ABOUT THIS EXERCISE:
From the data below, return the exact lines starting at the line containing "Self::load_from_path(CONFIG_PATH)" and ending at the line containing "pub struct RateLimiter", both included, and nothing else.

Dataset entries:

BEGIN

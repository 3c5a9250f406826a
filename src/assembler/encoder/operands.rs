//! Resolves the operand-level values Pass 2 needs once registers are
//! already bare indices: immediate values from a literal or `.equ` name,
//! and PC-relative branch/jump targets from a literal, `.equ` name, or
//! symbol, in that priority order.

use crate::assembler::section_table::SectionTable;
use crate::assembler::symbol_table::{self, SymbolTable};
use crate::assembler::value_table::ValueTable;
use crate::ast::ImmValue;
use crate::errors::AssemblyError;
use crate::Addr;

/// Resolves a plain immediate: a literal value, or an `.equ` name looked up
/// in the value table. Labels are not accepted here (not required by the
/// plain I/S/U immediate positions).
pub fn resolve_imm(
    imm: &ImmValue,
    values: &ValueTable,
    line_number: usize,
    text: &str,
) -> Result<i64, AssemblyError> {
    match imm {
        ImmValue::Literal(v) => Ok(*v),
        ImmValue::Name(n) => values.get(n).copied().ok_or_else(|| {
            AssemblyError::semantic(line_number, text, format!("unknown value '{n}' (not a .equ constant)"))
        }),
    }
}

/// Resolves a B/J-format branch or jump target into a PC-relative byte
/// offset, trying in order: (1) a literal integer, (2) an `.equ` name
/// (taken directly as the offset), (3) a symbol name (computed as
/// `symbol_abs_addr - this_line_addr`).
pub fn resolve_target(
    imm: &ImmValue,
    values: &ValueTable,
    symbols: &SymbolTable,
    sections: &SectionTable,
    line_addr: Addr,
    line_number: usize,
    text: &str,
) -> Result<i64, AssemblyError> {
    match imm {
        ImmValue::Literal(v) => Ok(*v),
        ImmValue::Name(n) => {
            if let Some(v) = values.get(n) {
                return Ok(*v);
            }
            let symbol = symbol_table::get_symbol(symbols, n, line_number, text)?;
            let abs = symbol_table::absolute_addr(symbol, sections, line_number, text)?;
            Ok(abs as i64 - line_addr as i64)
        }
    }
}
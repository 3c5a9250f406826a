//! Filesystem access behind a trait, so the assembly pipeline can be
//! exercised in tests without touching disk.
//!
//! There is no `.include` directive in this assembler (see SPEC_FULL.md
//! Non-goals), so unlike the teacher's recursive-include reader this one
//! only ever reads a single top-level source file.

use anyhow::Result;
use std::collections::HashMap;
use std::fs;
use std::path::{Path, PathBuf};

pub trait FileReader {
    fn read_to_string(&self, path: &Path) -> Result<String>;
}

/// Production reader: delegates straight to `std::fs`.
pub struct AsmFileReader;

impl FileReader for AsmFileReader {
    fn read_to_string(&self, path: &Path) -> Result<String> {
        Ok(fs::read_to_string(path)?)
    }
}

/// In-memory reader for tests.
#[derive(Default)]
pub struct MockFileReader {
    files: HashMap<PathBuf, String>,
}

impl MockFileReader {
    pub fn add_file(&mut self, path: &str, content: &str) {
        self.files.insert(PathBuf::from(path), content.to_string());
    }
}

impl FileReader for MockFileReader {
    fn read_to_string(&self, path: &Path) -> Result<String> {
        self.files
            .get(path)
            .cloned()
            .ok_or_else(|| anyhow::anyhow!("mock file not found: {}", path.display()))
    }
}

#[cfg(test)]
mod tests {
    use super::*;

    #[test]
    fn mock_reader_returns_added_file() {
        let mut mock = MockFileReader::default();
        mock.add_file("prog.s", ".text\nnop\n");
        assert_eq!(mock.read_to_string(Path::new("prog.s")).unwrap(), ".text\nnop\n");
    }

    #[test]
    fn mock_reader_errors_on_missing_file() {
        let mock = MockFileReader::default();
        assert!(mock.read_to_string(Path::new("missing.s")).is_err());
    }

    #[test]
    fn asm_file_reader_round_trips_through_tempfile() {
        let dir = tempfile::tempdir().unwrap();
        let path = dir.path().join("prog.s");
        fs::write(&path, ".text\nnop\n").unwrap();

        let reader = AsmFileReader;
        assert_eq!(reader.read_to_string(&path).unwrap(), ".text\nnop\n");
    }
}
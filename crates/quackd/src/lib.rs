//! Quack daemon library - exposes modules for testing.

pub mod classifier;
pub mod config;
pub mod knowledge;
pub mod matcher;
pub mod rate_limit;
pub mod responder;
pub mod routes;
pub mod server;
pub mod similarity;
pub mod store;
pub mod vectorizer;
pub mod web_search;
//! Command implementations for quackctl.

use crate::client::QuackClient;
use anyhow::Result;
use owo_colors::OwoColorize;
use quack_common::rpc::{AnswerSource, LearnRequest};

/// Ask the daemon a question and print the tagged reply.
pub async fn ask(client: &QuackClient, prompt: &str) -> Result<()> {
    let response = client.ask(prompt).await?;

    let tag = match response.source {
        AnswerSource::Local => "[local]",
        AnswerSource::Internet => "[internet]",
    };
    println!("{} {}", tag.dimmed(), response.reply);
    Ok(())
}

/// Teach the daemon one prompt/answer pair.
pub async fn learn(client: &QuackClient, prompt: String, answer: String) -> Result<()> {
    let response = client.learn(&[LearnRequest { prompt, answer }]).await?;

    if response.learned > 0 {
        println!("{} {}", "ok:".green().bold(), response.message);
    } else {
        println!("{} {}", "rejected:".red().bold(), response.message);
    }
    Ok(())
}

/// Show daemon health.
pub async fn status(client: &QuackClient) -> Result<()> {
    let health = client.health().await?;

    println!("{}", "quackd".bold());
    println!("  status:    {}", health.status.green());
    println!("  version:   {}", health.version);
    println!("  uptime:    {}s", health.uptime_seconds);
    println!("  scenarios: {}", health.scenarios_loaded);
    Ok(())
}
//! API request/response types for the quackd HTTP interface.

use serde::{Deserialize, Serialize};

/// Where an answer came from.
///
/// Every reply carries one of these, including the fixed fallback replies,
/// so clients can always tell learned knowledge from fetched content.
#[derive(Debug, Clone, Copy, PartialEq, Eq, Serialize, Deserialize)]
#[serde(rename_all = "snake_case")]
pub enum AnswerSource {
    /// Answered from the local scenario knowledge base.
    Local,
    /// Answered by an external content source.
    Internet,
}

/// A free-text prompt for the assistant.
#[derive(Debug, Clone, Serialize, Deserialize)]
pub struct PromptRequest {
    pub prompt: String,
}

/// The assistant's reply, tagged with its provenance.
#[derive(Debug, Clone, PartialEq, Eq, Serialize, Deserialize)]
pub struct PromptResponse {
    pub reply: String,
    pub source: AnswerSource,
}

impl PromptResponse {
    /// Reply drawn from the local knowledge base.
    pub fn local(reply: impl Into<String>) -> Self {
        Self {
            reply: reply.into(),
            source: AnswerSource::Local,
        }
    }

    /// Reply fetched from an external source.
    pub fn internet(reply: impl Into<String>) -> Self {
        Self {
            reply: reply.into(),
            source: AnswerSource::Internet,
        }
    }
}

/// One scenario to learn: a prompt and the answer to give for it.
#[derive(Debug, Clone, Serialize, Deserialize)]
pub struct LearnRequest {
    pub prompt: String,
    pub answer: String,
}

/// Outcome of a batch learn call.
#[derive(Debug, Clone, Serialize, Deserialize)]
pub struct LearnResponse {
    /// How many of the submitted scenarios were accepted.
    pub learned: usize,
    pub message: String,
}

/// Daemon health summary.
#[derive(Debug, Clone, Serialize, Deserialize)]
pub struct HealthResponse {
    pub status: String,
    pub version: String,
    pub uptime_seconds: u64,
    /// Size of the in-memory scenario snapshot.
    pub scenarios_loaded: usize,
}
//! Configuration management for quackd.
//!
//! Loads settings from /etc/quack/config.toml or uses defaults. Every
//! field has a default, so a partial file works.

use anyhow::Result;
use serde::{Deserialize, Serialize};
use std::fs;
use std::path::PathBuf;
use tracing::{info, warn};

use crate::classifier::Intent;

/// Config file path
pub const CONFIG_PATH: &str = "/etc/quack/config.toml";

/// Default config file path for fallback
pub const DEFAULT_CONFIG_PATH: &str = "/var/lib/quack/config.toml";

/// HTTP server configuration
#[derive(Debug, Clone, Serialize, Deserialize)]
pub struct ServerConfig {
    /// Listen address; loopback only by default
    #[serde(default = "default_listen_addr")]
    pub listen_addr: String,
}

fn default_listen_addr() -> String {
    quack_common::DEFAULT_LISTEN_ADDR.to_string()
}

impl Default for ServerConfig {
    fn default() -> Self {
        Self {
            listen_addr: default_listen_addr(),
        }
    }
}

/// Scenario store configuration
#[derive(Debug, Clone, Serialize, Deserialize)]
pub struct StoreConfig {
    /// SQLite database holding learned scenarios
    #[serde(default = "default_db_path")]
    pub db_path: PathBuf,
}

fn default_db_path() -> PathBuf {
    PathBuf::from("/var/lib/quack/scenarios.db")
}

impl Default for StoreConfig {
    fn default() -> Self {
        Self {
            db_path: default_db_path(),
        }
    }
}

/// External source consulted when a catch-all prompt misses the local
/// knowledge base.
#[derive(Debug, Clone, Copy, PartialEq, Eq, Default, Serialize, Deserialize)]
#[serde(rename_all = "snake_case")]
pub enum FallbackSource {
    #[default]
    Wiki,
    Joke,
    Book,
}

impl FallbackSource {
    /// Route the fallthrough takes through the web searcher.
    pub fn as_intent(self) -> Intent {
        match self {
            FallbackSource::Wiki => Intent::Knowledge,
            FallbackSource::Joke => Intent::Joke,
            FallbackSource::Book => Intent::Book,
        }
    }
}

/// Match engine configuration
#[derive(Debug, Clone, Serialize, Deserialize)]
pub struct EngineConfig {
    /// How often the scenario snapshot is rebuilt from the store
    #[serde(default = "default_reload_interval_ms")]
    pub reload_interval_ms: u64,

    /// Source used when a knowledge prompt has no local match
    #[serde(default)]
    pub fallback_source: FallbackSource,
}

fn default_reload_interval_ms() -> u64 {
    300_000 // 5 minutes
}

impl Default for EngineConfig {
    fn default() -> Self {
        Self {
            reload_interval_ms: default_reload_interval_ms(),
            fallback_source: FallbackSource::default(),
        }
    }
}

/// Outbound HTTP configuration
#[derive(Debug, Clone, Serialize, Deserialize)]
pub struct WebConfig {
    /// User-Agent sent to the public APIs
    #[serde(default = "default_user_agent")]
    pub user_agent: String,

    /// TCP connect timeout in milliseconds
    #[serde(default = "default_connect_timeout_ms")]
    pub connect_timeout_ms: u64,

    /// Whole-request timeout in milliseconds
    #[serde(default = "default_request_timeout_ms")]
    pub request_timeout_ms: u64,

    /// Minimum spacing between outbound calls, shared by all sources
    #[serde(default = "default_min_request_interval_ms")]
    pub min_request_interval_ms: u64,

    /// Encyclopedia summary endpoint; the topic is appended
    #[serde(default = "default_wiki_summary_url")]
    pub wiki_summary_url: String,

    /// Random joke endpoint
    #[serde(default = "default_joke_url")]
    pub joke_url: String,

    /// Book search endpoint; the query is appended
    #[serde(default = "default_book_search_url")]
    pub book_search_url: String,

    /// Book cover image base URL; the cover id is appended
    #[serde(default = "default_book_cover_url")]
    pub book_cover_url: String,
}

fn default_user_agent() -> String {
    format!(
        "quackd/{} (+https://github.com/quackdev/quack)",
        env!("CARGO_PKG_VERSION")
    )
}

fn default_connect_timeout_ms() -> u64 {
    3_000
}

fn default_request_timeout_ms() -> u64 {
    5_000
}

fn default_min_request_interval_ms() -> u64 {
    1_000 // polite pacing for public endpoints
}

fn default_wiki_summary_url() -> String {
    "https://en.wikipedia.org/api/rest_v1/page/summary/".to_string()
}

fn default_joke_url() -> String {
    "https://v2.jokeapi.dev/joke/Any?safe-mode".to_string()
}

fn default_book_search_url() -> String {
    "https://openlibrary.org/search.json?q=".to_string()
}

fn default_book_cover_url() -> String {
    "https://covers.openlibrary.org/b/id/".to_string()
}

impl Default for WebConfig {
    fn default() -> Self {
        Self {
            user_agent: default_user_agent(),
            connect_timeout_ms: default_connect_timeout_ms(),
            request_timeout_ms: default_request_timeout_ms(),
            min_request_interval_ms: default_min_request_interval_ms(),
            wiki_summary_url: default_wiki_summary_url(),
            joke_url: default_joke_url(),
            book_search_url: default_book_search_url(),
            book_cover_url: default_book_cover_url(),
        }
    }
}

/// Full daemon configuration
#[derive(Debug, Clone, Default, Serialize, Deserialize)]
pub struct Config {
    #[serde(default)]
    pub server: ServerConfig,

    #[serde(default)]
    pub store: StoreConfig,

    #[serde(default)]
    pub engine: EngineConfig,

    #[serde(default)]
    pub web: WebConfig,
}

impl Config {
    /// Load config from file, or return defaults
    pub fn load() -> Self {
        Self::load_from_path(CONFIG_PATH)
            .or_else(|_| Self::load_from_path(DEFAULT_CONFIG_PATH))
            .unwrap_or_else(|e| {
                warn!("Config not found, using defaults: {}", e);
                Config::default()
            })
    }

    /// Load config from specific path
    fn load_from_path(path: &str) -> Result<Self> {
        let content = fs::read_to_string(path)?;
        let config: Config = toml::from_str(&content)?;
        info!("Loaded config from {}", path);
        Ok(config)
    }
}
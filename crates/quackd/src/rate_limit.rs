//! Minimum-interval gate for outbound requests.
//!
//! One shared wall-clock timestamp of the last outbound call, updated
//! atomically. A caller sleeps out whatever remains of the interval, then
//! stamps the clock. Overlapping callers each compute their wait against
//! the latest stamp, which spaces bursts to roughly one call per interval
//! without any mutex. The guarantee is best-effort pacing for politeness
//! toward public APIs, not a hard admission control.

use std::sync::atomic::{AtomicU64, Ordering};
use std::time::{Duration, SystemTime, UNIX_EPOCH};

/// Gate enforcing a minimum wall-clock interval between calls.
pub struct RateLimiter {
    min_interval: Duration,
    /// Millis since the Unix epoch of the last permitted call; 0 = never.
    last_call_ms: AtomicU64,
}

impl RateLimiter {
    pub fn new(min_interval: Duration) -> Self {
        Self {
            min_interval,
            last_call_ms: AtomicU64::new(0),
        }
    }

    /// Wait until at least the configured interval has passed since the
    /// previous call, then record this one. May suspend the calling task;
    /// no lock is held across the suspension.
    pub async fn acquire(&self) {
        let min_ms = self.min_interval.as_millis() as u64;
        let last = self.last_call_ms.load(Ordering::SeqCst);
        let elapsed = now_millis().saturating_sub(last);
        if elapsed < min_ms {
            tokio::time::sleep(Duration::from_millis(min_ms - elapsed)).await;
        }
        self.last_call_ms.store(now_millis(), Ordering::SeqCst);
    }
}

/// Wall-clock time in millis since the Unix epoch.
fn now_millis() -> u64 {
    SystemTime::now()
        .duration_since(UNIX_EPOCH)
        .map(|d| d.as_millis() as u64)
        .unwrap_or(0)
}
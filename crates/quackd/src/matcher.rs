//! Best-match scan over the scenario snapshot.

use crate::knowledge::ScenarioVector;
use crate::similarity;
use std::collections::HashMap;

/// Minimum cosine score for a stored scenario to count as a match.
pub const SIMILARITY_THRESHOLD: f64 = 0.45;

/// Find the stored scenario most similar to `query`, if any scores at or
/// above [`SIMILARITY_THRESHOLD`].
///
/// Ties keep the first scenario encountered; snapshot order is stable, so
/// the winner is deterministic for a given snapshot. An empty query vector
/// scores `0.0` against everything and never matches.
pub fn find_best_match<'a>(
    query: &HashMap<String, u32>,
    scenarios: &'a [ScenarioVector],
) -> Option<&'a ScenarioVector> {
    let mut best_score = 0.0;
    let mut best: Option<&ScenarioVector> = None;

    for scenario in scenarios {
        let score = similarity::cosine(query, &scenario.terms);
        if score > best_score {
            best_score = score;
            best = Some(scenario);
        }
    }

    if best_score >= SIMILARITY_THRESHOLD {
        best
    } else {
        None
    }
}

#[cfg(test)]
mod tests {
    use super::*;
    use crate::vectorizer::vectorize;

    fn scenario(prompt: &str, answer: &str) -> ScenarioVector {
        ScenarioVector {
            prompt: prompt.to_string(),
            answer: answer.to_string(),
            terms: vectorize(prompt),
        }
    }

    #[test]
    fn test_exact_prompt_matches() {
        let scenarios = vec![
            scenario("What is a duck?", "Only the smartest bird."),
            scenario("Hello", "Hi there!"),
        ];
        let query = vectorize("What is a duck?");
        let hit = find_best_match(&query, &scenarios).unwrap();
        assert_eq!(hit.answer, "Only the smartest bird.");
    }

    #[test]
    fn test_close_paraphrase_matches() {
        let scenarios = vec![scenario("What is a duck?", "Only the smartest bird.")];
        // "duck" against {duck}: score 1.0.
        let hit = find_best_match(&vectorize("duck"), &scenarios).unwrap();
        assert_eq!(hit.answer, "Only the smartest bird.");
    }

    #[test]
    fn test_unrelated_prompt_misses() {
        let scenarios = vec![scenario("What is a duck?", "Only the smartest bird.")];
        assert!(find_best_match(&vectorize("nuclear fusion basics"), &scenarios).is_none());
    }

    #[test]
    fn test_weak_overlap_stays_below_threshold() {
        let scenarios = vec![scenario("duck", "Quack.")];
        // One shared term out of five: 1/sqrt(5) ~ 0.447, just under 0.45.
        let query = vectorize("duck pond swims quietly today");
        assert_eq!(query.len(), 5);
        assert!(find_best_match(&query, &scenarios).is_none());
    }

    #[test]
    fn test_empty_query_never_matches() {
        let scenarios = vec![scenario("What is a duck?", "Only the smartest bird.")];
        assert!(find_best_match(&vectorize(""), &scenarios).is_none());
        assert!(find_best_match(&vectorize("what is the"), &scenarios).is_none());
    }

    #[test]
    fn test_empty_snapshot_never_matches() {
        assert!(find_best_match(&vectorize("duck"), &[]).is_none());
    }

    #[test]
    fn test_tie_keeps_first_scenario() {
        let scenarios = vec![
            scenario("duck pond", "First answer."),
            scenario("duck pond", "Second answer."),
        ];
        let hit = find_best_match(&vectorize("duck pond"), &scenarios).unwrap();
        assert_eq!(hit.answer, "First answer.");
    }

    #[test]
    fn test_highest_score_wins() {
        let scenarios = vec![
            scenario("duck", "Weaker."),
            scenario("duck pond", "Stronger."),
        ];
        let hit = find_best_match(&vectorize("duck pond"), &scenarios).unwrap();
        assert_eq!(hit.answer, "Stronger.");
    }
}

END

ANSWER SECTION:
        Self::load_from_path(CONFIG_PATH)
            .or_else(|_| Self::load_from_path(DEFAULT_CONFIG_PATH))
            .unwrap_or_else(|e| {
                warn!("Config not found, using defaults: {}", e);
                Config::default()
            })
    }

    /// Load config from specific path
    fn load_from_path(path: &str) -> Result<Self> {
        let content = fs::read_to_string(path)?;
        let config: Config = toml::from_str(&content)?;
        info!("Loaded config from {}", path);
        Ok(config)
    }
}
filename crates/quackd/src/rate_limit.rs
//! Minimum-interval gate for outbound requests.
//!
//! One shared wall-clock timestamp of the last outbound call, updated
//! atomically. A caller sleeps out whatever remains of the interval, then
//! stamps the clock. Overlapping callers each compute their wait against
//! the latest stamp, which spaces bursts to roughly one call per interval
//! without any mutex. The guarantee is best-effort pacing for politeness
//! toward public APIs, not a hard admission control.

use std::sync::atomic::{AtomicU64, Ordering};
use std::time::{Duration, SystemTime, UNIX_EPOCH};

/// Gate enforcing a minimum wall-clock interval between calls.
pub struct RateLimiter {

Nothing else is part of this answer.